De plus, faire partir le versement des prestations à la date du CMI a pour conséquence d’imputer indûment à la branche maladie des dépenses de santé parfois très lourdes (en cas de cancers) qui devraient être imputées à la branche accidents du travail-maladies professionnelles financées par les employeurs. Cela contribue à mettre en déséquilibre le budget des mutuelles.

*La majoration de rente pour les concubins ou les pacsés

L’article 53 de la loi du 21 décembre 2001 de financement de la sécurité sociale prévoit une rente de 40% pour les conjoints, les concubins et les personnes liées par un pacs.  A 55ans, les conjoints ont droit à une augmentation de leur rente dont le taux atteint alors 60%. Mais la loi ne mentionne pas les différents types d’union et la Cnam considère que la majoration ne peut s’appliquer qu’aux conjoints ayant contracté un mariage. Nous allons demander au législateur de corriger cette injustice et dans l’attente de cette modification, nous demandons à la Cnam d’appliquer cette majoration aux concubins et aux personnes liées par un pacs.

* L’indemnisation du risque de perte d’emploi

Les personnes atteintes de maladie professionnelle sont généralement placées dans une position difficile au regard de l’emploi contre laquelle le dispositif prévu dans la loi du 7 janvier 1981 ne fonctionne pas. Inaptitude, démissions, licenciements… la perte d’emploi ou le déclassement remettent gravement en question la sécurité économique des victimes de maladies professionnelles.

Nous demanderons dans le cadre du PLFSS qu’une indemnité de perte d’emploi viennent compenser le préjudice économique et le préjudice d’emploi subis par les victimes de maladie professionnelle liées à l’amiante.

3- La gratuité des soins

*pour les victimes de maladies reconnues

En matière de reconnaissance en maladie professionnelle, les soins post-consolidation devraient être intégralement pris en charge par les caisses primaires. Aujourd’hui il est nécessaire, pour la victime, de faire une demande de protocole d’accord par l’intermédiaire de son médecin-traitant. Si ce protocole est indispensable pour que soit assuré la gratuité des soins, il devrait être proposé systématiquement à la victime.

En outre, nous revendiquons la gratuité totale des soins pour les personnes reconnues en maladie professionnelle, que se soit les consultations, visites médicales, scanners et traitements nécessaires.

Nous revendiquons aussi pour ces personnes la gratuité des examens radiologiques dans le cadre du suivi post professionnel.

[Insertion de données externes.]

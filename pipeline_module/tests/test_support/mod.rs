use std::sync::Arc;

use chrono::Utc;
use tempfile::TempDir;

use pipeline_module::channel::{Channel, InboundMessage, MessageHeader};
use pipeline_module::classifier::{ClassifierConfig, RelationshipClassifier};
use pipeline_module::materializer::{Materializer, MaterializerConfig};
use pipeline_module::org_store::{Member, MemberRole, OrgStore, Organization, PlanTier};
use pipeline_module::sender_intel::SenderIntelligenceStore;
use pipeline_module::task_store::TaskStore;

pub struct Harness {
    pub temp: TempDir,
    pub org_store: Arc<OrgStore>,
    pub task_store: Arc<TaskStore>,
    pub intel_store: Arc<SenderIntelligenceStore>,
}

impl Harness {
    pub fn new() -> Self {
        let temp = TempDir::new().expect("tempdir");
        let org_store = Arc::new(OrgStore::new(temp.path().join("orgs.db")).expect("org store"));
        let task_store = Arc::new(TaskStore::new(temp.path().join("tasks.db")).expect("task store"));
        let intel_store = Arc::new(
            SenderIntelligenceStore::new(temp.path().join("intel.db")).expect("intel store"),
        );
        Self {
            temp,
            org_store,
            task_store,
            intel_store,
        }
    }

    pub fn materializer(&self, classifier: ClassifierConfig) -> Materializer {
        Materializer::new(
            self.org_store.clone(),
            self.task_store.clone(),
            self.intel_store.clone(),
            Arc::new(RelationshipClassifier::new(classifier)),
            MaterializerConfig::default(),
        )
    }

    pub fn org_with_members(&self, prefix: &str, member_emails: &[&str]) -> (Organization, Vec<Member>) {
        let org = self
            .org_store
            .create_organization("Test Org", prefix, PlanTier::Free)
            .expect("org");
        let members = member_emails
            .iter()
            .enumerate()
            .map(|(index, email)| {
                let role = if index == 0 {
                    MemberRole::Admin
                } else {
                    MemberRole::Member
                };
                let name = email.split('@').next().unwrap_or("member");
                self.org_store
                    .add_member(org.id, email, name, role)
                    .expect("member")
            })
            .collect();
        (org, members)
    }
}

pub fn email_message(
    provider_message_id: &str,
    sender: &str,
    recipient: &str,
    subject: &str,
    body: &str,
) -> InboundMessage {
    InboundMessage {
        channel: Channel::Email,
        sender: sender.to_string(),
        sender_name: None,
        recipient: recipient.to_string(),
        subject: Some(subject.to_string()),
        text_body: Some(body.to_string()),
        html_body: None,
        provider_message_id: Some(provider_message_id.to_string()),
        received_at: Utc::now(),
        thread_id: Some(format!("thread-{}", provider_message_id)),
        headers: Vec::new(),
        command: None,
    }
}

pub fn reply_headers(parent_id: &str) -> Vec<MessageHeader> {
    vec![MessageHeader {
        name: "In-Reply-To".to_string(),
        value: format!("<{}>", parent_id),
    }]
}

*Pour les personnes qui effectuent des examens radiologiques dans le cadre du SPP :

Des personnes ayant été exposées à l’amiante se sont vues refuser les examens par des radiologistes si elles ne faisaient pas l’avance de frais, ceci en contradiction avec le principe de gratuité du SPP.

Nous demandons que la CNAM obtienne des praticiens qu’ils appliquent la réglementation en matière de droit aux examens gratuits dans le cadre du suivi post-professionnel.